The almighty king fico’s credit score can have such a domineering power over buyers and sellers and can seem like a sacrificial offering to the credit god is the only way to buy your first or next home. This element of a real estate transaction is often the most uncomfortable and defeating aspect of the home-buying process. Buyers can often feel shame if they perceive their score is to be too low, conversely, entitled if their score is amongst the highest tiers. I will let you in on a secret, just about anyone can buy a home regardless of their credit score. A low credit score can always be raised. There is no ceremonial knighthood that occurs for the worthy while the “others” are banished from the glory and power of homeownership. What buying a home or buying up to your next home is dependent on is stamina & endurance!

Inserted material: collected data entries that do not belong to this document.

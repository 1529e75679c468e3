//! Logic core for a clock / focus-timer widget: wall clock, pomodoro-style
//! countdown with break cycling, weather, theming, fullscreen presentation
//! state, and persisted settings. The binary drives it all from a single
//! one-second tick loop.

pub mod app;
pub mod clock;
pub mod config;
pub mod display;
pub mod state;
pub mod theme;
pub mod timer;
pub mod view;
pub mod weather;
//! Focus timer state machine. A countdown that cycles between focus and
//! break intervals, and survives restarts by recording its wall-clock start.

use log::info;

/// Default focus interval, in seconds (25 minutes)
pub const FOCUS_SECS: u32 = 25 * 60;
/// Short break interval, in seconds (5 minutes)
pub const SHORT_BREAK_SECS: u32 = 5 * 60;
/// Whole-minute adjustment bounds for the duration controls
const MIN_MINUTES: u32 = 1;
const MAX_MINUTES: u32 = 60;

/// What kind of interval is loaded
#[derive(Copy, Clone, Debug, Default, Eq, PartialEq)]
pub enum TimerKind {
    #[default]
    Focus,
    ShortBreak,
    /// Defined but never produced by any transition. Kept because the
    /// persisted format names it; see DESIGN.md.
    LongBreak,
}

impl TimerKind {
    pub fn as_str(self) -> &'static str {
        match self {
            Self::Focus => "focus",
            Self::ShortBreak => "shortBreak",
            Self::LongBreak => "longBreak",
        }
    }

    /// Parse a persisted kind. Unknown values fall back to focus rather
    /// than failing the load.
    pub fn from_str_lossy(s: &str) -> Self {
        match s {
            "shortBreak" => Self::ShortBreak,
            "longBreak" => Self::LongBreak,
            _ => Self::Focus,
        }
    }
}

/// Derived phase of the timer. `running` and `paused` are never both set,
/// so this is a total mapping.
#[derive(Copy, Clone, Debug, Eq, PartialEq)]
pub enum Phase {
    /// No countdown active, full duration loaded (fresh or ended)
    Idle,
    Running,
    Paused,
}

/// The persistable view of the timer, as stored between runs
#[derive(Copy, Clone, Debug, PartialEq)]
pub struct TimerSnapshot {
    pub duration_secs: u32,
    pub remaining_secs: u32,
    pub running: bool,
    pub paused: bool,
    /// Wall-clock start of the current run, epoch milliseconds. 0 when not
    /// running.
    pub started_at_ms: i64,
    pub kind: TimerKind,
}

impl Default for TimerSnapshot {
    fn default() -> Self {
        Self {
            duration_secs: FOCUS_SECS,
            remaining_secs: FOCUS_SECS,
            running: false,
            paused: false,
            started_at_ms: 0,
            kind: TimerKind::Focus,
        }
    }
}

/// The countdown itself. Ticks are driven externally at one per second;
/// remaining time is decremented per tick rather than recomputed from the
/// wall clock, so long runs can drift slightly. Acceptable for a display
/// timer. The wall clock only matters when restoring after a restart.
#[derive(Debug)]
pub struct FocusTimer {
    duration_secs: u32,
    remaining_secs: u32,
    running: bool,
    paused: bool,
    started_at_ms: i64,
    kind: TimerKind,
}

impl Default for FocusTimer {
    fn default() -> Self {
        Self::from_snapshot(TimerSnapshot::default())
    }
}

impl FocusTimer {
    fn from_snapshot(snapshot: TimerSnapshot) -> Self {
        Self {
            duration_secs: snapshot.duration_secs,
            remaining_secs: snapshot.remaining_secs,
            running: snapshot.running,
            paused: snapshot.paused,
            started_at_ms: snapshot.started_at_ms,
            kind: snapshot.kind,
        }
    }

    /// Rebuild the timer from persisted state. If it was running when the
    /// process went away, catch up on the elapsed wall-clock time; if the
    /// interval finished while we were gone, apply the end-of-interval
    /// transition immediately.
    pub fn restore(snapshot: TimerSnapshot, now_ms: i64) -> Self {
        let mut timer = Self::from_snapshot(snapshot);
        // Clamp in case the persisted values were tampered with
        timer.remaining_secs = timer.remaining_secs.min(timer.duration_secs);
        if timer.running && timer.paused {
            timer.paused = false;
        }

        if timer.running && timer.started_at_ms > 0 {
            let elapsed = ((now_ms - timer.started_at_ms) / 1000).max(0);
            timer.remaining_secs =
                timer.remaining_secs.saturating_sub(elapsed as u32);
            info!(
                "Restored running timer: {}s elapsed while away, {}s left",
                elapsed, timer.remaining_secs
            );
            if timer.remaining_secs == 0 {
                timer.finish();
            }
        }
        timer
    }

    pub fn snapshot(&self) -> TimerSnapshot {
        TimerSnapshot {
            duration_secs: self.duration_secs,
            remaining_secs: self.remaining_secs,
            running: self.running,
            paused: self.paused,
            started_at_ms: self.started_at_ms,
            kind: self.kind,
        }
    }

    pub fn phase(&self) -> Phase {
        if self.running {
            Phase::Running
        } else if self.paused {
            Phase::Paused
        } else {
            Phase::Idle
        }
    }

    pub fn kind(&self) -> TimerKind {
        self.kind
    }

    pub fn duration_secs(&self) -> u32 {
        self.duration_secs
    }

    pub fn remaining_secs(&self) -> u32 {
        self.remaining_secs
    }

    /// Start from idle, or resume from pause. Either way the run gets a
    /// fresh wall-clock anchor.
    pub fn start(&mut self, now_ms: i64) {
        self.running = true;
        self.paused = false;
        self.started_at_ms = now_ms;
    }

    /// Freeze the countdown at its current value
    pub fn pause(&mut self) {
        self.running = false;
        self.paused = true;
    }

    /// Stop and reload the full duration
    pub fn end(&mut self) {
        self.running = false;
        self.paused = false;
        self.remaining_secs = self.duration_secs;
        self.started_at_ms = 0;
    }

    /// Advance the countdown by one second. Returns true if this tick
    /// finished the interval (so the caller knows to persist and notify).
    pub fn tick(&mut self) -> bool {
        if !self.running {
            return false;
        }
        self.remaining_secs = self.remaining_secs.saturating_sub(1);
        if self.remaining_secs == 0 {
            self.finish();
            true
        } else {
            false
        }
    }

    /// End-of-interval transition: stop, then swap focus and short break.
    /// A long break just stops, since nothing defines what follows it.
    fn finish(&mut self) {
        self.running = false;
        match self.kind {
            TimerKind::Focus => {
                info!("Focus interval finished, loading short break");
                self.kind = TimerKind::ShortBreak;
                self.duration_secs = SHORT_BREAK_SECS;
                self.remaining_secs = SHORT_BREAK_SECS;
            }
            TimerKind::ShortBreak => {
                info!("Break finished, loading focus interval");
                self.kind = TimerKind::Focus;
                self.duration_secs = FOCUS_SECS;
                self.remaining_secs = FOCUS_SECS;
            }
            TimerKind::LongBreak => {}
        }
    }

    /// Load a new duration and drop back to idle
    pub fn set_minutes(&mut self, minutes: u32, kind: TimerKind) {
        let secs = minutes * 60;
        self.duration_secs = secs;
        self.remaining_secs = secs;
        self.running = false;
        self.paused = false;
        self.kind = kind;
    }

    /// Bump the duration up a whole minute, capped at an hour. Disabled
    /// while a countdown is active.
    pub fn increment(&mut self) {
        if self.adjustable() {
            let minutes = self.duration_secs / 60;
            if minutes < MAX_MINUTES {
                self.set_minutes(minutes + 1, TimerKind::Focus);
            }
        }
    }

    /// Bump the duration down a whole minute, floored at one
    pub fn decrement(&mut self) {
        if self.adjustable() {
            let minutes = self.duration_secs / 60;
            if minutes > MIN_MINUTES {
                self.set_minutes(minutes - 1, TimerKind::Focus);
            }
        }
    }

    fn adjustable(&self) -> bool {
        !self.running && !self.paused
    }
}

That’s right you need the endurance of a Kenyan marathon runner and the stamina of a hockey player over time. Start humming your motivational theme song now! Get hyped, get pumped you are about to own a home, and get gift cards from friends to bed, bath, & beyond, lowes and target. Soon you will be creating storage space for your Costco run and discovering that garage overhead storage is a priority. The sweet success of conquering the loan process is achievable but it is about putting the emotions aside that are tied to king fico. You have choices with everything from interest rate to length of loan terms, adjustable rate, FHA, VA, etc. And it is in these choices that the rays of underwriting approval light can be found. Once, the feelings of shame, disappointment, elated joy, and pride are set aside, then real positive work can be done.
You can dictate your own financial destiny by making choices that you prefer aimed at achieving your home-buying goal your way. Currently, I have a buyer I am working with that has almost no credit, so his credit score is low. He has the option to wait a period of time to establish more credit and then move forward with a loan or move forward with the loan, and utilize a rate buy down to achieve his preferred monthly payment and interest rate. Both options have a cost associated with them; in option 1 he waits to buy a home understanding that the current data shows home prices are going up for his desired price point and area. Since January he has seen a $5,000 increase in home prices for homes that are priced appropriately and not pushing value. Option 2 is to utilize a rate buy-down which may cost him less than where prices will be in 6 months ***consulting a crystal ball is not an option here and he may be able to write off the fee as a cost of the loan on his tax return. Only the client will decide which option is best for him, but today he does have a choice.
On the seller’s side, I have a very charming home coming soon in concord and the seller plans to move to a larger home that is more accommodating to the family. This seller has excellent credit and is having to decide if they will want to put all of the proceeds from the sale of their home into their next home or if they want to hold on to some of the cash to fund their children’s college fund and utilize a rate buy down to achieve the same comfortable mortgage payment. Both are pretty good options but with very different results and impacts on future financial goals.
The point being is that regardless of your credit score you have options and the way to discover what you can do financially today is through a conversation; not the “what’s your best rate Lord Lender?” kind, but rather “hey Aeysha, we are thinking of doing something in real estate what are some things we may not be considering that we should look into?” The purposeful conversation will lead to great results.